Based on the Friends of a Friend (FOAF) vocabulary.
Describes people and their relationships...
takes the foaf profile and builds his homepage
uses linked data: e.g. it links to his friend’s foaf and fetches information about them (e.g. their homepage). Then when someone updates their homepage in their foaf file it can be picked up automatically here.
look at interests: linked to dbpedia concepts, so could fetch more data about the interest on the page
One of the interesting things happening in the Linked Data world is the Linking Open Data initiative.
A number of data set owners have been publishing their information as Linked Data, including:
* DBPedia
* BBC
* Freebase
* Reuters with Open Calais
* Lots of the academic scientific community: eprints, pubmed
Many linked data geeks have been writing wrappers around normal APIs:
* last.fm
* myspace
* musicbrainz
And these datasets, and how they link together, have been documented on what is called the Linked Data cloud. And it’s been really exciting to see this cloud grow over the last couple of years.
I’d like to see more Ruby and Rails applications on the Linked Data cloud!
So here’s a quick guide on the simplest possible technique to publish RDF from Rails.
It’s not quite automagical, but it gets the job done - and it’s the same technique we’re using on BBC Music and BBC Programmes.
I’m taking this example from the UK Companies app I was involved in for Rewired state - I’m going to take you through the git change set when I added an RDF view to this application.
The app displays information about companies registered in the UK.
The first step is to embrace REST - one subject per resource.
But as REST is already second nature to most Rails developers, I won’t go into this much more.
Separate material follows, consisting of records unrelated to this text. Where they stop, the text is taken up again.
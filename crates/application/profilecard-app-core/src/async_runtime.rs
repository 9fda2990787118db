use anyhow::Result;
use std::sync::OnceLock;

static RUNTIME: OnceLock<std::result::Result<tokio::runtime::Runtime, String>> = OnceLock::new();

/// Shared runtime for avatar fetches. Created on first use and never dropped,
/// so the UI thread never has to enter an async context itself.
pub(crate) fn runtime() -> Result<&'static tokio::runtime::Runtime> {
    let rt = RUNTIME.get_or_init(|| {
        tokio::runtime::Builder::new_multi_thread()
            .worker_threads(2)
            .thread_name("profilecard-avatar")
            .enable_all()
            .build()
            .map_err(|e| e.to_string())
    });
    match rt {
        Ok(rt) => Ok(rt),
        Err(message) => Err(anyhow::anyhow!("failed to start async runtime: {message}")),
    }
}
use std::fmt;
use std::str::FromStr;

use crate::profile::ProfileId;

pub const USERS_LIST_PATH: &str = "users_list";
pub const USER_DETAILS_PREFIX: &str = "user_details";
pub const USER_DETAILS_PATTERN: &str = "user_details/{userId}";

#[derive(Debug, Clone, Copy, PartialEq, Eq, Hash)]
pub enum Route {
    UsersList,
    UserDetails(ProfileId),
}

#[derive(Debug, Clone, PartialEq, Eq, thiserror::Error)]
pub enum RouteError {
    #[error("unknown route `{0}`")]
    UnknownRoute(String),
    #[error("route `{route}` requires the `{argument}` argument")]
    MissingArgument {
        route: &'static str,
        argument: &'static str,
    },
    #[error("`{value}` is not a valid value for `{argument}`")]
    InvalidArgument {
        argument: &'static str,
        value: String,
    },
}

impl Route {
    /// Route template as registered with the navigator.
    pub fn pattern(&self) -> &'static str {
        match self {
            Route::UsersList => USERS_LIST_PATH,
            Route::UserDetails(_) => USER_DETAILS_PATTERN,
        }
    }

    pub fn path(&self) -> String {
        self.to_string()
    }

    pub fn is_root(&self) -> bool {
        matches!(self, Route::UsersList)
    }
}

impl fmt::Display for Route {
    fn fmt(&self, f: &mut fmt::Formatter<'_>) -> fmt::Result {
        match self {
            Route::UsersList => f.write_str(USERS_LIST_PATH),
            Route::UserDetails(id) => write!(f, "{USER_DETAILS_PREFIX}/{id}"),
        }
    }
}

impl FromStr for Route {
    type Err = RouteError;

    fn from_str(s: &str) -> Result<Self, Self::Err> {
        let path = s.trim().trim_matches('/');
        if path == USERS_LIST_PATH {
            return Ok(Route::UsersList);
        }

        let mut segments = path.splitn(2, '/');
        match (segments.next(), segments.next()) {
            (Some(USER_DETAILS_PREFIX), None) | (Some(USER_DETAILS_PREFIX), Some("")) => {
                Err(RouteError::MissingArgument {
                    route: USER_DETAILS_PATTERN,
                    argument: "userId",
                })
            }
            // Only canonical ids, so `path()` reproduces the link that opened the route.
            (Some(USER_DETAILS_PREFIX), Some(raw)) => raw
                .parse::<ProfileId>()
                .ok()
                .filter(|id| id.to_string() == raw)
                .map(Route::UserDetails)
                .ok_or_else(|| RouteError::InvalidArgument {
                    argument: "userId",
                    value: raw.to_string(),
                }),
            _ => Err(RouteError::UnknownRoute(s.to_string())),
        }
    }
}
use profilecard_core::{Route, RouteError};

#[test]
fn paths_match_the_registered_routes() {
    assert_eq!(Route::UsersList.path(), "users_list");
    assert_eq!(Route::UserDetails(42).path(), "user_details/42");
    assert_eq!(Route::UserDetails(42).pattern(), "user_details/{userId}");
}

#[test]
fn parses_known_paths() {
    assert_eq!("users_list".parse::<Route>(), Ok(Route::UsersList));
    assert_eq!("/users_list/".parse::<Route>(), Ok(Route::UsersList));
    assert_eq!("user_details/2".parse::<Route>(), Ok(Route::UserDetails(2)));
    assert_eq!(
        "user_details/-5".parse::<Route>(),
        Ok(Route::UserDetails(-5))
    );
}

#[test]
fn rejects_malformed_paths() {
    assert!(matches!(
        "settings".parse::<Route>(),
        Err(RouteError::UnknownRoute(_))
    ));
    assert!(matches!(
        "user_details".parse::<Route>(),
        Err(RouteError::MissingArgument { argument: "userId", .. })
    ));
    assert!(matches!(
        "user_details/".parse::<Route>(),
        Err(RouteError::MissingArgument { .. })
    ));
    assert_eq!(
        "user_details/bob".parse::<Route>(),
        Err(RouteError::InvalidArgument {
            argument: "userId",
            value: "bob".into(),
        })
    );
    assert!(matches!(
        "user_details/99999999999".parse::<Route>(),
        Err(RouteError::InvalidArgument { .. })
    ));
}

#[test]
fn non_canonical_ids_are_rejected() {
    for raw in ["+5", "007", "-0", "5/extra"] {
        assert_eq!(
            format!("user_details/{raw}").parse::<Route>(),
            Err(RouteError::InvalidArgument {
                argument: "userId",
                value: raw.into(),
            }),
            "{raw} should be rejected"
        );
    }
}

#[test]
fn parsed_paths_round_trip_through_display() {
    for link in ["users_list", "user_details/0", "user_details/42", "user_details/-7"] {
        let route: Route = link.parse().unwrap();
        assert_eq!(route.path(), link);
    }
}

#[test]
fn only_the_list_is_a_root_route() {
    assert!(Route::UsersList.is_root());
    assert!(!Route::UserDetails(1).is_root());
}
Now to dig in to some Rails code - first of all we add the RDF mime type.
In the controller action we want to add RDF to, we need to add a format.rdf.
We then need an application.rdf.erb.
As RDF/XML is the most widely supported RDF serialisation, I based the RDF view on it.
It’s pretty straight forward, it just sets up the XML namespaces for the vocabularies I want to use.
Here’s the actual RDF erb for the show action for a company.
It’s pretty simple to implement.
The tricky bit is working out the classes/properties to describe your data.
But to build this view, I simply started off with some other RDF example. I think I took the RDF/XML off BBC programmes and then hacking around with it. I went to linked data search engines like DBPedia and searched for some companies to see what kind of vocabulary was used to describe them.
And that was enough to get going - I put the RDF out there, and once I tweeted about it within a few hours I’d received some feedback about certain aspects of the RDF. Some of those comments I took onboard, and then fed this back into the RDF view.
It reminds me of when I was learning HTML - you simply look around for stuff you like, view source, copy/paste and then hack around until it looks right.